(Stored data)
______________________________

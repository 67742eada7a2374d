//! Domain-level error types.
//!
//! These errors are transport agnostic. The HTTP adapter maps each
//! [`ErrorCode`] to a status code and serialises the payload as the response
//! body.

use serde::{Deserialize, Serialize};
use serde_json::Value;

use super::TraceId;

/// Response header carrying the request trace identifier.
pub const TRACE_ID_HEADER: &str = "trace-id";

/// Stable machine-readable error code describing the failure category.
#[derive(Debug, Clone, Copy, PartialEq, Eq, Hash, Serialize, Deserialize)]
#[non_exhaustive]
#[serde(rename_all = "snake_case")]
pub enum ErrorCode {
    /// The request is malformed or fails validation.
    InvalidRequest,
    /// The requested resource does not exist.
    NotFound,
    /// The write would violate a uniqueness or referential constraint.
    Conflict,
    /// The storage backend could not be reached.
    ServiceUnavailable,
    /// An unexpected error occurred inside the domain.
    InternalError,
}

/// Error payload returned to adapters.
///
/// `Error::new` captures the trace identifier in scope, so errors raised while
/// handling a request are correlated automatically.
///
/// # Examples
/// ```
/// use fleet_backend::domain::{Error, ErrorCode};
///
/// let err = Error::not_found("driver 7 not found");
/// assert_eq!(err.code(), ErrorCode::NotFound);
/// assert_eq!(err.message(), "driver 7 not found");
/// ```
#[derive(Debug, Clone, PartialEq, Serialize, Deserialize)]
#[serde(rename_all = "camelCase")]
#[serde(deny_unknown_fields)]
pub struct Error {
    code: ErrorCode,
    message: String,
    #[serde(default, skip_serializing_if = "Option::is_none")]
    trace_id: Option<String>,
    #[serde(default, skip_serializing_if = "Option::is_none")]
    details: Option<Value>,
}

impl Error {
    /// Create a new error, capturing the current trace identifier if any.
    pub fn new(code: ErrorCode, message: impl Into<String>) -> Self {
        Self {
            code,
            message: message.into(),
            trace_id: TraceId::current().map(|id| id.to_string()),
            details: None,
        }
    }

    /// Stable machine-readable error code.
    pub fn code(&self) -> ErrorCode {
        self.code
    }

    /// Human-readable message.
    pub fn message(&self) -> &str {
        self.message.as_str()
    }

    /// Correlation identifier, when one was in scope.
    pub fn trace_id(&self) -> Option<&str> {
        self.trace_id.as_deref()
    }

    /// Supplementary structured details.
    pub fn details(&self) -> Option<&Value> {
        self.details.as_ref()
    }

    /// Attach a trace identifier to the error.
    pub fn with_trace_id(mut self, id: impl Into<String>) -> Self {
        self.trace_id = Some(id.into());
        self
    }

    /// Attach structured details to the error.
    ///
    /// # Examples
    /// ```
    /// use fleet_backend::domain::Error;
    /// use serde_json::json;
    ///
    /// let err = Error::invalid_request("bad").with_details(json!({ "field": "id" }));
    /// assert!(err.details().is_some());
    /// ```
    pub fn with_details(mut self, details: Value) -> Self {
        self.details = Some(details);
        self
    }

    /// Convenience constructor for [`ErrorCode::InvalidRequest`].
    pub fn invalid_request(message: impl Into<String>) -> Self {
        Self::new(ErrorCode::InvalidRequest, message)
    }

    /// Convenience constructor for [`ErrorCode::NotFound`].
    pub fn not_found(message: impl Into<String>) -> Self {
        Self::new(ErrorCode::NotFound, message)
    }

    /// Convenience constructor for [`ErrorCode::Conflict`].
    pub fn conflict(message: impl Into<String>) -> Self {
        Self::new(ErrorCode::Conflict, message)
    }

    /// Convenience constructor for [`ErrorCode::ServiceUnavailable`].
    pub fn service_unavailable(message: impl Into<String>) -> Self {
        Self::new(ErrorCode::ServiceUnavailable, message)
    }

    /// Convenience constructor for [`ErrorCode::InternalError`].
    pub fn internal(message: impl Into<String>) -> Self {
        Self::new(ErrorCode::InternalError, message)
    }
}

impl std::fmt::Display for Error {
    fn fmt(&self, f: &mut std::fmt::Formatter<'_>) -> std::fmt::Result {
        write!(f, "{}", self.message)
    }
}

impl std::error::Error for Error {}

#[cfg(test)]
mod tests;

______________________________

Exercise ▸
Set down, exactly as they appear above, all lines from the one that has "request trace identifier." down to the one that has "pub struct Error", including those two and no others.

Solved problem ▸
/// Response header carrying the request trace identifier.
pub const TRACE_ID_HEADER: &str = "trace-id";

/// Stable machine-readable error code describing the failure category.
#[derive(Debug, Clone, Copy, PartialEq, Eq, Hash, Serialize, Deserialize)]
#[non_exhaustive]
#[serde(rename_all = "snake_case")]
pub enum ErrorCode {
    /// The request is malformed or fails validation.
    InvalidRequest,
    /// The requested resource does not exist.
    NotFound,
    /// The write would violate a uniqueness or referential constraint.
    Conflict,
    /// The storage backend could not be reached.
    ServiceUnavailable,
    /// An unexpected error occurred inside the domain.
    InternalError,
}

/// Error payload returned to adapters.
///
/// `Error::new` captures the trace identifier in scope, so errors raised while
/// handling a request are correlated automatically.
///
/// # Examples
/// ```
/// use fleet_backend::domain::{Error, ErrorCode};
///
/// let err = Error::not_found("driver 7 not found");
/// assert_eq!(err.code(), ErrorCode::NotFound);
/// assert_eq!(err.message(), "driver 7 not found");
/// ```
#[derive(Debug, Clone, PartialEq, Serialize, Deserialize)]
#[serde(rename_all = "camelCase")]
#[serde(deny_unknown_fields)]
pub struct Error {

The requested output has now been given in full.